> **WORK TO BE COMPLETED**: Below are entries; output exactly the lines from the one with "let response = self.call(Task::Sentiment, json!(words)).await;" to the one with "let unresolved: Vec<&str>", both included, and nothing else.

(Data entries)

┌────────

impl<C: Classifier> AnalysisOrchestrator<C> {
    pub fn new(classifier: C, options: PipelineOptions) -> Self {
        AnalysisOrchestrator {
            classifier,
            options,
            session: AnalysisSession::default(),
        }
    }

    /// Resumes from a previously saved session.
    pub fn with_session(classifier: C, options: PipelineOptions, session: AnalysisSession) -> Self {
        AnalysisOrchestrator {
            classifier,
            options,
            session,
        }
    }

    pub fn classifier(&self) -> &C {
        &self.classifier
    }

    pub fn session(&self) -> &AnalysisSession {
        &self.session
    }

    pub fn into_session(self) -> AnalysisSession {
        self.session
    }

    pub fn select_view(&mut self, mode: ViewMode) -> Result<()> {
        self.session.select_view(mode)
    }

    /// Appends warnings raised outside the orchestrator (ingestion).
    pub fn record_warnings(&mut self, warnings: impl IntoIterator<Item = Warning>) {
        self.session.warnings.extend(warnings);
    }

    /// Starts a new analysis run: classifies every group's comments into
    /// positive/critical lists and, concurrently, labels the frequency table's
    /// words with sentiment. Any previous Refined/Themed states are discarded.
    ///
    /// Returns the warnings recorded by this stage. Fails only with
    /// `NoUsableData` when `groups` is empty.
    pub async fn run_initial_analysis(&mut self, groups: GroupMap<GroupRecord>) -> Result<Vec<Warning>> {
        ensure_usable(&groups)?;
        let table = summarize(&all_comments(&groups), self.options.top_n, &self.options.extra_stopwords);

        info!("initial analysis: {} group(s), {} frequency word(s)", groups.len(), table.len());
        let (classified, labelled) = tokio::join!(self.classify_stage(&groups), self.sentiment_stage(&table));

        let (partitions, mut warnings) = classified;
        let (frequency, sentiment_warnings) = labelled;
        warnings.extend(sentiment_warnings);

        let initial: GroupMap<AnalysisState> = groups
            .iter()
            .map(|(key, record)| {
                let (summary, partition) = partitions
                    .get(key)
                    .cloned()
                    .unwrap_or_else(|| (None, Partition::default()));
                let state = AnalysisState {
                    summary,
                    categorical_counts: record.categorical_counts.clone(),
                    outcome_table: record.outcome_table.clone(),
                    comments: CommentView::Initial(partition),
                };
                (key.clone(), state)
            })
            .collect();

        self.session.groups = groups;
        self.session.frequency = frequency;
        self.session.initial = Some(initial);
        self.session.refined = None;
        self.session.themed = None;
        self.session.current_view = Some(ViewMode::Initial);
        self.session.warnings.extend(warnings.iter().cloned());
        Ok(warnings)
    }

    /// Filters low-information comments out of the Initial lists.
    pub async fn run_refine(&mut self) -> Result<Vec<Warning>> {
        let initial = self.session.require_initial()?.clone();
        let (filtered, warnings) = self.filter_stage(&initial).await;
        self.session.refined = Some(refined_states(&initial, &filtered));
        self.session.warnings.extend(warnings.iter().cloned());
        Ok(warnings)
    }

    /// Themes the Initial comments after a fresh filter pass. The filter output
    /// only feeds the theme call; the Refined state is left as it is.
    pub async fn run_theme(&mut self) -> Result<Vec<Warning>> {
        let initial = self.session.require_initial()?.clone();
        let (filtered, mut warnings) = self.filter_stage(&initial).await;
        let (themes, theme_warnings) = self.theme_stage(&filtered).await;
        warnings.extend(theme_warnings);

        self.session.themed = Some(themed_states(&initial, themes));
        self.session.warnings.extend(warnings.iter().cloned());
        Ok(warnings)
    }

    /// Recomputes both siblings: filter, then theme the filter's output.
    pub async fn run_refine_and_theme(&mut self) -> Result<Vec<Warning>> {
        let initial = self.session.require_initial()?.clone();
        let (filtered, mut warnings) = self.filter_stage(&initial).await;
        let (themes, theme_warnings) = self.theme_stage(&filtered).await;
        warnings.extend(theme_warnings);

        self.session.refined = Some(refined_states(&initial, &filtered));
        self.session.themed = Some(themed_states(&initial, themes));
        self.session.warnings.extend(warnings.iter().cloned());
        Ok(warnings)
    }

    async fn call(&self, task: Task, payload: Value) -> std::result::Result<Map<String, Value>, ClassifyError> {
        let request = ClassificationRequest::new(task, payload);
        let raw = self.classifier.classify(&request).await?;
        decode_response(&raw)
    }

    async fn classify_stage(
        &self,
        groups: &GroupMap<GroupRecord>,
    ) -> (GroupMap<(Option<String>, Partition)>, Vec<Warning>) {
        let inputs: GroupMap<Vec<String>> = groups
            .iter()
            .filter(|(_, r)| !r.comments.is_empty())
            .map(|(k, r)| (k.clone(), r.comments.clone()))
            .collect();
        if inputs.is_empty() {
            return (GroupMap::new(), Vec::new());
        }

        let response = self.call(Task::Classify, group_payload(&inputs, |c| json!(c))).await;
        let mut warnings = Vec::new();
        let resolved = resolve_groups(
            Stage::Classify,
            response,
            &inputs,
            |entry, comments| schema::classification_entry(entry, comments),
            |comments| (None, Partition::all_critical(comments)),
            "all comments listed as critical",
            &mut warnings,
        );
        (resolved, warnings)
    }

    async fn sentiment_stage(&self, table: &[FrequencyEntry]) -> (Vec<FrequencyEntry>, Vec<Warning>) {
        if table.is_empty() {
            return (Vec::new(), Vec::new());
        }
        let words: Vec<String> = table.iter().map(|e| e.word.clone()).collect();
        let response = self.call(Task::Sentiment, json!(words)).await;

        let mut warnings = Vec::new();
        let labels = match response {
            Ok(map) => {
                let labels = schema::sentiment_labels(&map, &words);
                let unresolved: Vec<&str> = words
                    .iter()
                    .zip(&labels)
                    .filter(|(_, l)| l.is_none())
                    .map(|(w, _)| w.as_str())
                    .collect();
                if !unresolved.is_empty() {
                    warnings.push(Warning::new(
                        Stage::Sentiment,
                        None,
                        format!(
                            "no valid label for {} word(s), defaulted to neutral: {}",
                            unresolved.len(),
                            unresolved.join(", ")
                        ),
                    ));
                }
                labels
            }
            Err(e) => {
                warnings.push(Warning::new(
                    Stage::Sentiment,
                    None,
                    format!("{e}; every word defaulted to neutral"),
                ));
                vec![None; words.len()]
            }
        };

        let frequency = table
            .iter()
            .zip(labels)
            .map(|(entry, label)| FrequencyEntry {
                word: entry.word.clone(),
                count: entry.count,
                sentiment: Some(label.unwrap_or(Sentiment::Neutral)),
            })
            .collect();
        (frequency, warnings)
    }

    async fn filter_stage(&self, initial: &GroupMap<AnalysisState>) -> (GroupMap<Partition>, Vec<Warning>) {
        let all: GroupMap<Partition> = partitions_of(initial);
        let inputs: GroupMap<Partition> = all
            .iter()
            .filter(|(_, p)| !p.is_empty())
            .map(|(k, p)| (k.clone(), p.clone()))
            .collect();
        if inputs.is_empty() {
            return (all, Vec::new());
        }

        let payload = group_payload(&inputs, |p| {
            json!({
                "positiveComments": p.positive_comments,
                "criticalComments": p.critical_comments,
            })
        });
        let response = self.call(Task::Filter, payload).await;
        let mut warnings = Vec::new();
        let mut resolved = resolve_groups(
            Stage::Filter,
            response,
            &inputs,
            schema::filter_entry,
            Partition::clone,
            "original lists kept unfiltered",
            &mut warnings,
        );
        for (key, partition) in all {
            resolved.entry(key).or_insert(partition);
        }
        (resolved, warnings)
    }

    async fn theme_stage(&self, filtered: &GroupMap<Partition>) -> (GroupMap<ThemeMap>, Vec<Warning>) {
        let inputs: GroupMap<Vec<String>> = filtered
            .iter()
            .filter(|(_, p)| !p.is_empty())
            .map(|(k, p)| (k.clone(), p.flatten()))
            .collect();

        let mut warnings = Vec::new();
        let mut resolved = if inputs.is_empty() {
            GroupMap::new()
        } else {
            let response = self.call(Task::Theme, group_payload(&inputs, |c| json!(c))).await;
            resolve_groups(
                Stage::Theme,
                response,
                &inputs,
                |entry, input| schema::theme_entry(entry, input).map(ThemeMap::from_pairs),
                |_| ThemeMap::default(),
                "no themes produced",
                &mut warnings,
            )
        };
        for key in filtered.keys() {
            resolved.entry(key.clone()).or_default();
        }
        (resolved, warnings)
    }
}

└────────

> **WRITTEN RESPONSE**:
        let response = self.call(Task::Sentiment, json!(words)).await;

        let mut warnings = Vec::new();
        let labels = match response {
            Ok(map) => {
                let labels = schema::sentiment_labels(&map, &words);
                let unresolved: Vec<&str> = words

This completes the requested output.